------ The data ------
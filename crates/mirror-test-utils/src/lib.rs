//! Shared test fixtures for the Tree Mirror workspace.
//!
//! Dev-dependency only, never published.
//!
//! # Modules
//!
//! - [`tree`]: file helpers that stamp a fixed modification time
//! - [`pair`]: [`TreePair`] builder for a source/target directory pair

pub mod pair;
pub mod tree;

pub use pair::TreePair;
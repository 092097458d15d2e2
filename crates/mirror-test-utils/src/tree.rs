//! Deterministic file helpers.
//!
//! Shallow comparison treats two files as equal when size and modification
//! time agree, so fixtures that are meant to be identical must carry the same
//! mtime. Every helper here stamps [`fixture_mtime`] unless told otherwise.

use std::fs::{self, File};
use std::path::Path;
use std::time::{Duration, SystemTime};

/// The modification time stamped on every fixture file.
pub fn fixture_mtime() -> SystemTime {
    SystemTime::UNIX_EPOCH + Duration::from_secs(1_600_000_000)
}

/// A modification time distinct from [`fixture_mtime`], for edited files.
pub fn edited_mtime() -> SystemTime {
    fixture_mtime() + Duration::from_secs(3_600)
}

/// Write `content` to `root/rel`, creating parents, stamped with `mtime`.
///
/// # Panics
/// Panics if any filesystem operation fails.
pub fn write_file_at(root: &Path, rel: &str, content: &str, mtime: SystemTime) {
    let path = root.join(rel);
    if let Some(parent) = path.parent() {
        fs::create_dir_all(parent)
            .unwrap_or_else(|e| panic!("write_file: failed to create {}: {e}", parent.display()));
    }
    fs::write(&path, content)
        .unwrap_or_else(|e| panic!("write_file: failed to write {}: {e}", path.display()));
    File::options()
        .write(true)
        .open(&path)
        .and_then(|f| f.set_modified(mtime))
        .unwrap_or_else(|e| panic!("write_file: failed to stamp {}: {e}", path.display()));
}

/// Write `content` to `root/rel` with the fixture modification time.
pub fn write_file(root: &Path, rel: &str, content: &str) {
    write_file_at(root, rel, content, fixture_mtime());
}

/// Create the directory `root/rel` and its parents.
///
/// # Panics
/// Panics if the directory cannot be created.
pub fn make_dir(root: &Path, rel: &str) {
    let path = root.join(rel);
    fs::create_dir_all(&path)
        .unwrap_or_else(|e| panic!("make_dir: failed to create {}: {e}", path.display()));
}

/// Read `root/rel` as text.
///
/// # Panics
/// Panics if the file cannot be read.
pub fn read_file(root: &Path, rel: &str) -> String {
    let path = root.join(rel);
    fs::read_to_string(&path)
        .unwrap_or_else(|e| panic!("read_file: failed to read {}: {e}", path.display()))
}

/// Populate `root` with the three-file reference tree:
///
/// ```text
/// file1.txt
/// subdir/file2.txt
/// subdir/granddir/file3.txt
/// ```
pub fn standard_tree(root: &Path) {
    write_file(root, "file1.txt", "this is a file");
    write_file(root, "subdir/file2.txt", "this is a second file");
    write_file(root, "subdir/granddir/file3.txt", "this is a third file");
}
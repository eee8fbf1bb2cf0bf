mod compatible;
mod databricks;
mod openai;
pub(crate) mod openai_compat;

pub use compatible::CompatibleBackend;
pub use databricks::DatabricksBackend;
pub use openai::OpenAiBackend;

use async_trait::async_trait;

use crate::catalog::ModelDescriptor;
use crate::error::BackendError;
use crate::router::InvokeParams;
use crate::wire::{CompletionOutcome, WireMessage};

/// One provider variant. Implementations are constructed once when the
/// router is built and invoked through this contract only; nothing outside
/// this module branches on the provider kind.
#[async_trait]
pub trait ChatBackend: Send + Sync {
    /// Performs exactly one outbound completion call. No retries, no
    /// caching.
    async fn complete(
        &self,
        descriptor: &ModelDescriptor,
        credential: &str,
        messages: &[WireMessage],
        params: &InvokeParams,
    ) -> Result<CompletionOutcome, BackendError>;
}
------
■ **What you need to do**:
Write out the whole listing exactly as it stands.

■ **Exercise result**:
filename crates/mirror-test-utils/src/lib.rs
//! Shared test fixtures for the Tree Mirror workspace.
//!
//! Dev-dependency only, never published.
//!
//! # Modules
//!
//! - [`tree`]: file helpers that stamp a fixed modification time
//! - [`pair`]: [`TreePair`] builder for a source/target directory pair

pub mod pair;
pub mod tree;

pub use pair::TreePair;
repository 092097458d15d2e2
filename crates/mirror-test-utils/src/tree.rs
//! Deterministic file helpers.
//!
//! Shallow comparison treats two files as equal when size and modification
//! time agree, so fixtures that are meant to be identical must carry the same
//! mtime. Every helper here stamps [`fixture_mtime`] unless told otherwise.

use std::fs::{self, File};
use std::path::Path;
use std::time::{Duration, SystemTime};

/// The modification time stamped on every fixture file.
pub fn fixture_mtime() -> SystemTime {
    SystemTime::UNIX_EPOCH + Duration::from_secs(1_600_000_000)
}

/// A modification time distinct from [`fixture_mtime`], for edited files.
pub fn edited_mtime() -> SystemTime {
    fixture_mtime() + Duration::from_secs(3_600)
}

/// Write `content` to `root/rel`, creating parents, stamped with `mtime`.
///
/// # Panics
/// Panics if any filesystem operation fails.
pub fn write_file_at(root: &Path, rel: &str, content: &str, mtime: SystemTime) {
    let path = root.join(rel);
    if let Some(parent) = path.parent() {
        fs::create_dir_all(parent)
            .unwrap_or_else(|e| panic!("write_file: failed to create {}: {e}", parent.display()));
    }
    fs::write(&path, content)
        .unwrap_or_else(|e| panic!("write_file: failed to write {}: {e}", path.display()));
    File::options()
        .write(true)
        .open(&path)
        .and_then(|f| f.set_modified(mtime))
        .unwrap_or_else(|e| panic!("write_file: failed to stamp {}: {e}", path.display()));
}

/// Write `content` to `root/rel` with the fixture modification time.
pub fn write_file(root: &Path, rel: &str, content: &str) {
    write_file_at(root, rel, content, fixture_mtime());
}

/// Create the directory `root/rel` and its parents.
///
/// # Panics
/// Panics if the directory cannot be created.
pub fn make_dir(root: &Path, rel: &str) {
    let path = root.join(rel);
    fs::create_dir_all(&path)
        .unwrap_or_else(|e| panic!("make_dir: failed to create {}: {e}", path.display()));
}

/// Read `root/rel` as text.
///
/// # Panics
/// Panics if the file cannot be read.
pub fn read_file(root: &Path, rel: &str) -> String {
    let path = root.join(rel);
    fs::read_to_string(&path)
        .unwrap_or_else(|e| panic!("read_file: failed to read {}: {e}", path.display()))
}

/// Populate `root` with the three-file reference tree:
///
/// ```text
/// file1.txt
/// subdir/file2.txt
/// subdir/granddir/file3.txt
/// ```
pub fn standard_tree(root: &Path) {
    write_file(root, "file1.txt", "this is a file");
    write_file(root, "subdir/file2.txt", "this is a second file");
    write_file(root, "subdir/granddir/file3.txt", "this is a third file");
}
repository eee8fbf1bb2cf0bf
mod compatible;
mod databricks;
mod openai;
pub(crate) mod openai_compat;

pub use compatible::CompatibleBackend;
pub use databricks::DatabricksBackend;
pub use openai::OpenAiBackend;

use async_trait::async_trait;

use crate::catalog::ModelDescriptor;
use crate::error::BackendError;
use crate::router::InvokeParams;
use crate::wire::{CompletionOutcome, WireMessage};

/// One provider variant. Implementations are constructed once when the
/// router is built and invoked through this contract only; nothing outside
/// this module branches on the provider kind.
#[async_trait]
pub trait ChatBackend: Send + Sync {
    /// Performs exactly one outbound completion call. No retries, no
    /// caching.
    async fn complete(
        &self,
        descriptor: &ModelDescriptor,
        credential: &str,
        messages: &[WireMessage],
        params: &InvokeParams,
    ) -> Result<CompletionOutcome, BackendError>;
}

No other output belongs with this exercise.